Tutorial and Assignment 2 - Data Cleaning
In this tutorial you will use Google Refine to clean a dataset. We will perform some cleaning together in class. You will also learn how to use R to prepare your data for better analysis with Tableau.
You should submit the completed assignment to us before 23:00 on Monday, September 28th (details below).
Getting Started
Install Google Refine. You can install download and install from here:
http://openrefine.org/download.html
You should install the version called "Google Refine 2.5 - Stable version" at the top of the page. (In case you're confused about the name - the product was originally created by Google, but in the past year it has been open-sourced - hence the new name "Open Refine". However, we will still be using the last Google-branded version, since it is more reliable than the current open-source builds.)
The documentation for Google Refine / Open Refine is available here.

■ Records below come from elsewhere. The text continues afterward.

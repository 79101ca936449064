//! Network Registry aggregate root.
//!
//! The `NetworkRegistry` tracks every visible access point across scan
//! cycles. It owns the [`HistoryStore`], keeps per-network metadata current,
//! and applies the staleness policy: a network is removed after
//! `stale_after_cycles` consecutive scan cycles in which it was not observed.
//! Cycles whose scan produced no observations at all do not count as misses,
//! so a failing scanner never expires the whole scene.

use std::collections::HashMap;
use std::time::Instant;

use crate::domain::bssid::{BandType, BssidId, BssidObservation};
use crate::domain::history::HistoryStore;

// ---------------------------------------------------------------------------
// Network -- Entity
// ---------------------------------------------------------------------------

/// A tracked network with its latest metadata.
#[derive(Debug, Clone)]
pub struct Network {
    /// Stable identity.
    pub id: BssidId,
    /// Display name (SSID, or `Ch<channel>` for hidden networks).
    pub name: String,
    /// The 802.11 channel number.
    pub channel: u8,
    /// The frequency band.
    pub band: BandType,
    /// Most recent RSSI in dBm.
    pub signal_dbm: i32,
    /// When this network was last observed.
    pub last_seen: Instant,
    /// Scan cycle of the last observation.
    pub last_cycle: u64,
    /// Consecutive non-empty cycles without an observation.
    pub missed_cycles: u32,
}

impl Network {
    fn new(obs: &BssidObservation, cycle: u64) -> Self {
        Self {
            id: obs.bssid,
            name: obs.display_name(),
            channel: obs.channel,
            band: obs.band,
            signal_dbm: obs.rssi_dbm,
            last_seen: obs.timestamp,
            last_cycle: cycle,
            missed_cycles: 0,
        }
    }

    fn observe(&mut self, obs: &BssidObservation, cycle: u64) {
        self.signal_dbm = obs.rssi_dbm;
        self.last_seen = obs.timestamp;
        self.last_cycle = cycle;
        self.missed_cycles = 0;

        // The AP may have moved channel; hidden SSIDs keep the last known name.
        self.channel = obs.channel;
        self.band = obs.band;
        if !obs.ssid.is_empty() {
            self.name = obs.ssid.clone();
        }
    }
}

/// What changed in the registry during one scan cycle.
#[derive(Debug, Clone, Default, PartialEq, Eq)]
pub struct CycleChanges {
    /// Networks observed for the first time.
    pub added: Vec<BssidId>,
    /// Networks removed by the staleness policy.
    pub expired: Vec<BssidId>,
    /// Observations ignored because the registry is at capacity.
    pub rejected: usize,
}

// ---------------------------------------------------------------------------
// NetworkRegistry -- Aggregate Root
// ---------------------------------------------------------------------------

/// Aggregate root that tracks all visible networks across scan cycles.
#[derive(Debug, Clone)]
pub struct NetworkRegistry {
    networks: HashMap<BssidId, Network>,
    history: HistoryStore,
    stale_after_cycles: u32,
    max_networks: usize,
    cycle: u64,
}

impl NetworkRegistry {
    /// Default number of consecutive missed cycles before removal.
    pub const DEFAULT_STALE_AFTER_CYCLES: u32 = 5;

    /// Default maximum number of tracked networks.
    pub const DEFAULT_MAX_NETWORKS: usize = 128;

    /// Create a registry.
    ///
    /// - `window`: samples kept per network.
    /// - `stale_after_cycles`: missed non-empty cycles before removal (min 1).
    /// - `max_networks`: new networks beyond this count are ignored.
    pub fn new(window: usize, stale_after_cycles: u32, max_networks: usize) -> Self {
        Self {
            networks: HashMap::new(),
            history: HistoryStore::new(window),
            stale_after_cycles: stale_after_cycles.max(1),
            max_networks,
            cycle: 0,
        }
    }

    /// Ingest one scan cycle.
    ///
    /// Returns `None` without touching any state when `observations` is
    /// empty: a failed or empty scan means "no new samples this cycle".
    pub fn observe_cycle(&mut self, observations: &[BssidObservation]) -> Option<CycleChanges> {
        if observations.is_empty() {
            return None;
        }

        self.cycle += 1;
        let cycle = self.cycle;
        let mut changes = CycleChanges::default();

        for obs in observations {
            if let Some(network) = self.networks.get_mut(&obs.bssid) {
                network.observe(obs, cycle);
            } else if self.networks.len() < self.max_networks {
                self.networks.insert(obs.bssid, Network::new(obs, cycle));
                changes.added.push(obs.bssid);
            } else {
                changes.rejected += 1;
                continue;
            }
            self.history
                .record(obs.bssid, obs.rssi_dbm, cycle, obs.timestamp);
        }

        for network in self.networks.values_mut() {
            if network.last_cycle != cycle {
                network.missed_cycles += 1;
            }
        }

        let threshold = self.stale_after_cycles;
        changes.expired = self
            .networks
            .values()
            .filter(|n| n.missed_cycles >= threshold)
            .map(|n| n.id)
            .collect();
        changes.expired.sort_unstable();

        if !changes.expired.is_empty() {
            for id in &changes.expired {
                self.networks.remove(id);
            }
            self.history.prune(self.networks.keys());
            tracing::debug!(
                cycle,
                expired = changes.expired.len(),
                "expired stale networks"
            );
        }
        if changes.rejected > 0 {
            tracing::warn!(
                cycle,
                rejected = changes.rejected,
                max = self.max_networks,
                "network registry at capacity; ignoring new networks"
            );
        }

        Some(changes)
    }

    /// The History Store backing this registry.
    pub fn history(&self) -> &HistoryStore {
        &self.history
    }

    /// Get a network by id.
    pub fn get(&self, id: &BssidId) -> Option<&Network> {
        self.networks.get(id)
    }

    /// Iterate over all tracked networks in arbitrary order.
    pub fn networks(&self) -> impl Iterator<Item = &Network> {
        self.networks.values()
    }

    /// Ids of all tracked networks, sorted.
    pub fn ids(&self) -> Vec<BssidId> {
        let mut ids: Vec<BssidId> = self.networks.keys().copied().collect();
        ids.sort_unstable();
        ids
    }

    /// Index of the most recent non-empty scan cycle (0 before the first).
    pub fn cycle(&self) -> u64 {
        self.cycle
    }

    /// The number of currently tracked networks.
    pub fn len(&self) -> usize {
        self.networks.len()
    }

    /// Whether the registry is empty.
    pub fn is_empty(&self) -> bool {
        self.networks.is_empty()
    }
}

impl Default for NetworkRegistry {
    fn default() -> Self {
        Self::new(
            HistoryStore::DEFAULT_WINDOW,
            Self::DEFAULT_STALE_AFTER_CYCLES,
            Self::DEFAULT_MAX_NETWORKS,
        )
    }
}

// ---------------------------------------------------------------------------
// Tests
// ---------------------------------------------------------------------------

There are also a set of nice introductory tutorials available on YouTube: Part 1, Part 2, Part 3
Here are helpful pointers to the Open Refine Expression Language
Files
universityData.csv - A file containing sample data we will use in the tutorial.
Assignment
The following image shows the rides in the DinoFun World:
Optical Character Recognition has been applied to the map. It extracted the following text file of attraction names, park area names, attraction numbers, and attraction categories:
Your assignment is to load the txt file into Google Refine and process itto remove any formatting problems, including:
- removing empty rows and rows containing only words with uppercase letters. These upper case letter words are mostly the names of park areas. These should be in a separate column.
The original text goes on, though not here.